Confession to a crime under federal statute leads to the incarceration of a felon, who later cites a constitutional violation when revoking his awareness of the act imprisoned for.
Having been found in possession of counterfeit coin dies, the petitioner acquiesced to the charge and was summarily indicted and sentenced under 18 U.S.C.A. § 487, which reads:
“Whoever, without lawful authority, possesses any such die, hub, or mold, or any part thereof, or permits the same to be used for or in aid of the counterfeiting of any such coins of the United States shall be fined under this title or imprisoned not more than fifteen years, or both.”

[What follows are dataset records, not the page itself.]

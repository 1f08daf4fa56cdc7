//! Blog listing and moderation-queue state.
//!
//! DESIGN
//! ======
//! Public listings and the admin queue live in one store because both pages
//! share the same loading/error surface. Mutations that only trigger backend
//! work (`add_topic`, `add_blog`) report through notices and leave the lists
//! alone.

#[cfg(test)]
#[path = "blogs_test.rs"]
mod blogs_test;

use std::sync::Arc;

use serde::de::IgnoredAny;
use serde_json::json;

use super::notices::Notices;
use super::store::Store;
use crate::net::api::{ApiClient, ApiError};
use crate::net::types::{ApprovedBlog, Blog};

#[derive(Clone, Debug, Default, PartialEq)]
pub struct BlogState {
    /// Moderation queue, admin only.
    pub pending: Vec<Blog>,
    pub approved: Vec<ApprovedBlog>,
    pub current: Option<Blog>,
    pub loading: bool,
    /// Last failure message; empty when clear.
    pub error: String,
}

/// Moderation verdict for a pending post.
#[derive(Clone, Copy, Debug, PartialEq, Eq)]
pub enum Verdict {
    Approve,
    Reject,
}

impl Verdict {
    fn path(self) -> &'static str {
        match self {
            Self::Approve => "/blogs/admin/pending-blogs/approve",
            Self::Reject => "/blogs/admin/pending-blogs/reject",
        }
    }

    fn success_message(self) -> &'static str {
        match self {
            Self::Approve => "Blog approved successfully",
            Self::Reject => "Blog rejected successfully",
        }
    }
}

pub struct BlogStore {
    state: Store<BlogState>,
    api: Arc<ApiClient>,
    notices: Notices,
}

impl BlogStore {
    pub fn new(api: Arc<ApiClient>, notices: Notices) -> Self {
        Self { state: Store::new(BlogState::default()), api, notices }
    }

    pub fn state(&self) -> &Store<BlogState> {
        &self.state
    }

    pub async fn fetch_pending_blogs(&self) {
        self.begin();
        match self.api.get::<Vec<Blog>>("/blogs/admin/pending-blogs").await {
            Ok(pending) => self.state.update(|s| {
                s.pending = pending;
                s.loading = false;
            }),
            Err(err) => self.fail(&err),
        }
    }

    pub async fn fetch_approved_with_domains(&self) {
        self.begin();
        match self.api.get::<Vec<ApprovedBlog>>("/blogs/approved/with-domains").await {
            Ok(approved) => self.state.update(|s| {
                s.approved = approved;
                s.loading = false;
            }),
            Err(err) => self.fail(&err),
        }
    }

    pub async fn fetch_blog(&self, id: &str) {
        self.begin();
        self.state.update(|s| s.current = None);
        match self.api.get::<Blog>(&format!("/blogs/{id}")).await {
            Ok(blog) => self.state.update(|s| {
                s.current = Some(blog);
                s.loading = false;
            }),
            Err(err) => self.fail(&err),
        }
    }

    /// `username` is the acting admin, when known.
    pub async fn approve_blog(&self, id: &str, username: Option<&str>) {
        self.moderate(Verdict::Approve, id, username).await;
    }

    pub async fn reject_blog(&self, id: &str, username: Option<&str>) {
        self.moderate(Verdict::Reject, id, username).await;
    }

    async fn moderate(&self, verdict: Verdict, id: &str, username: Option<&str>) {
        log::debug!("moderating blog {id}: {verdict:?}");
        let mut payload = json!({ "blogId": id });
        if let Some(username) = username {
            payload["username"] = json!(username);
        }
        match self.api.post::<_, IgnoredAny>(verdict.path(), &payload).await {
            Ok(_) => {
                self.state.update(|s| s.pending.retain(|blog| blog.id != id));
                self.notices.success(verdict.success_message());
            }
            Err(err) => self.fail(&err),
        }
    }

    /// Ask the backend to create a topic for later generation.
    pub async fn add_topic(&self, topic: &str) {
        let payload = json!({ "topic": topic.trim() });
        match self.api.post::<_, IgnoredAny>("/topics/add-topic", &payload).await {
            Ok(_) => {
                self.notices.success("Topic added successfully");
            }
            Err(err) => self.fail(&err),
        }
    }

    /// Ask the backend to generate a post for `topic_id`.
    pub async fn add_blog(&self, topic_id: &str) {
        let payload = json!({ "topicId": topic_id });
        match self.api.post::<_, IgnoredAny>("/blogs/add-blog", &payload).await {
            Ok(_) => {
                self.notices.success("Blog generation started");
            }
            Err(err) => self.fail(&err),
        }
    }

    pub fn clear_error(&self) {
        self.state.update(|s| s.error.clear());
    }

    fn begin(&self) {
        self.state.update(|s| {
            s.loading = true;
            s.error.clear();
        });
    }

    fn fail(&self, err: &ApiError) {
        log::warn!("blog request failed: {err}");
        self.state.update(|s| {
            s.error = err.message.clone();
            s.loading = false;
        });
        self.notices.error(err.message.clone());
    }
}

Later claiming a violation of the Due Process Clause of the U.S. Constitution, the petitioner argued that the statute failed to acknowledge whether a charge of possession was established through conscious knowledge or by accidental means, a contention dismissed by the District Court of Northern California, who concluded:
“Such is the possession intended by the indictment, and such is the possession, the petitioner having pleaded guilty to the indictment, that he must be held to have had. Otherwise he was not guilty. He might have pleaded not guilty, and upon trial shown that he did not know the dies were in his possession.”
Appealing to the U.S. Supreme Court under writ of habeas corpus, the petitioner again cited that the statute was incriminating by effect, however, the Court referred to United States v. Kirby, in which it had stressed that:
“All laws should receive a sensible construction. General terms should be so limited in their application as not to lead to injustice, oppression, or an absurd consequence. It will always, therefore, be presumed that the Legislature intended exceptions to its language, which would avoid results of this character.”
While again in United States v. Jin Fuey Moy, the Court had later explained how:
“A statute must be construed, if fairly possible, so as to avoid, not only the conclusion that it is unconstitutional, but also grave doubts upon that score.”
Thus it was for these reasons that the Court held the previous decision as lawful, while reminding the petitioner that although the U.S. Constitution is designed to safeguard the needs and rights of its citizens, there was equal importance for Congress to enforce the punishment of those found possessing the means with which to duplicate, and thereby counterfeit, U.S. currency in all its forms.